As treatment of metastatic cancer is incredibly difficult or costly, attention naturally turns to prevention, which is poorly understood, and there are currently no known MHRA or FDA-approved drugs that can be used for the prevention of metastasis.
The medical community recognise that the growth of cancer stem cells (CSCs) is one of the underlying causes of tumour recurrence, cancer spread, and treatment failure, across different cancer types. Research conducted at the Translational Medicine Laboratory at the University of Salford, has identified five new drug candidates, that effectively inhibit metastasis involving CSCs, in pre-clinical models of human breast cancer, with little or no toxicity. This new approach identified by researchers at the University paves the way for studies leading to a new way to treat cancer patients, allowing for metastasis prevention or prophylaxis.

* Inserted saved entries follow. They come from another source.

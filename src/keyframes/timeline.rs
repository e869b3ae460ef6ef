use std::collections::BTreeMap;

/// Percentage-indexed CSS property assignments for one `@keyframes` block.
///
/// Percentages are kept in ascending order. Within a percentage each property appears once;
/// writing an existing property replaces its value in place, so declaration order is the order
/// in which properties were first written.
#[derive(Clone, Debug, Default, PartialEq, Eq)]
pub struct KeyframeTimeline {
    frames: BTreeMap<u8, Vec<(String, String)>>,
}

impl KeyframeTimeline {
    /// Empty timeline.
    pub fn new() -> Self {
        Self::default()
    }

    /// Build a timeline from `(percent, property, value)` triples applied in order.
    pub fn from_triples(triples: &[(u8, &str, &str)]) -> Self {
        let mut out = Self::new();
        out.apply(triples);
        out
    }

    /// Write `property: value` at `percent`, last write wins.
    ///
    /// Writes past 100% are dropped; they never reach the 100% frame.
    pub fn set(&mut self, percent: u8, property: &str, value: &str) {
        if percent > 100 {
            tracing::warn!(percent, property, "ignoring keyframe write past 100%");
            return;
        }
        let props = self.frames.entry(percent).or_default();
        match props.iter_mut().find(|(name, _)| name == property) {
            Some((_, existing)) => {
                existing.clear();
                existing.push_str(value);
            }
            None => props.push((property.to_string(), value.to_string())),
        }
    }

    /// Apply a batch of `(percent, property, value)` writes in order.
    pub fn apply(&mut self, triples: &[(u8, &str, &str)]) {
        for (percent, property, value) in triples {
            self.set(*percent, property, value);
        }
    }

    /// Value of `property` at `percent`, if any write touched it.
    pub fn get(&self, percent: u8, property: &str) -> Option<&str> {
        self.frames
            .get(&percent)?
            .iter()
            .find(|(name, _)| name == property)
            .map(|(_, value)| value.as_str())
    }

    /// Declarations at `percent` in declaration order.
    pub fn properties(&self, percent: u8) -> impl Iterator<Item = (&str, &str)> + '_ {
        self.frames
            .get(&percent)
            .into_iter()
            .flatten()
            .map(|(name, value)| (name.as_str(), value.as_str()))
    }

    /// Percentages that carry at least one declaration, ascending.
    pub fn percentages(&self) -> impl Iterator<Item = u8> + '_ {
        self.frames
            .iter()
            .filter(|(_, props)| !props.is_empty())
            .map(|(percent, _)| *percent)
    }

    /// True when no percentage carries a declaration.
    pub fn is_empty(&self) -> bool {
        self.percentages().next().is_none()
    }

    /// Render as `@keyframes <name> { ... }`.
    ///
    /// One line per non-empty percentage; an empty timeline renders as `@keyframes <name> {}`.
    pub fn render_keyframes(&self, name: &str) -> String {
        let lines = self
            .frames
            .iter()
            .filter(|(_, props)| !props.is_empty())
            .map(|(percent, props)| {
                let decls = props
                    .iter()
                    .map(|(property, value)| format!("{property}: {value}"))
                    .collect::<Vec<_>>()
                    .join("; ");
                format!("    {percent}% {{ {decls}; }}")
            })
            .collect::<Vec<_>>();

        if lines.is_empty() {
            format!("@keyframes {name} {{}}")
        } else {
            format!("@keyframes {name} {{\n{}\n}}", lines.join("\n"))
        }
    }
}

/// Render the `.animation-<name>` class rule that applies an animation shorthand.
pub fn render_animation_rule(name: &str, shorthand: &str) -> String {
    format!(".animation-{name} {{\n    animation: {shorthand};\n}}")
}

#[cfg(test)]
#[path = "../../tests/unit/keyframes/timeline.rs"]
mod tests;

Most existing chemotherapeutic agents inhibit tumour growth, but not metastasis. The drugs identified here as part of the research inhibit metastasis, having little or no effect on tumour growth. This shows that metastasis is a fundamentally different process than tumour growth.
Professor Michael P. Lisanti, MD-PhD, Chair of Translational Medicine, said: “Our pre-clinical research looked at five mitochondrial inhibitors that were found to have minor or no effect on tumour formation, but had notable effects such as the potent inhibition of tumour cell metastasis. This research shows that mitochondrial inhibitors could be employed to develop new treatment protocols, for clinically providing metastasis prophylaxis, to help prevent poor outcomes in cancer patients.”
The research was co-authored by Dr. Bela Ozsvari, Professor Federica Sotgia and Professor Michael P. Lisanti and was published in the biomedical journal Aging. The paper identifies that in cancer models novel mitochondrial inhibitors prevent metastasis and have the potential to be used as a new strategy for cancer therapy, with very limited toxicity.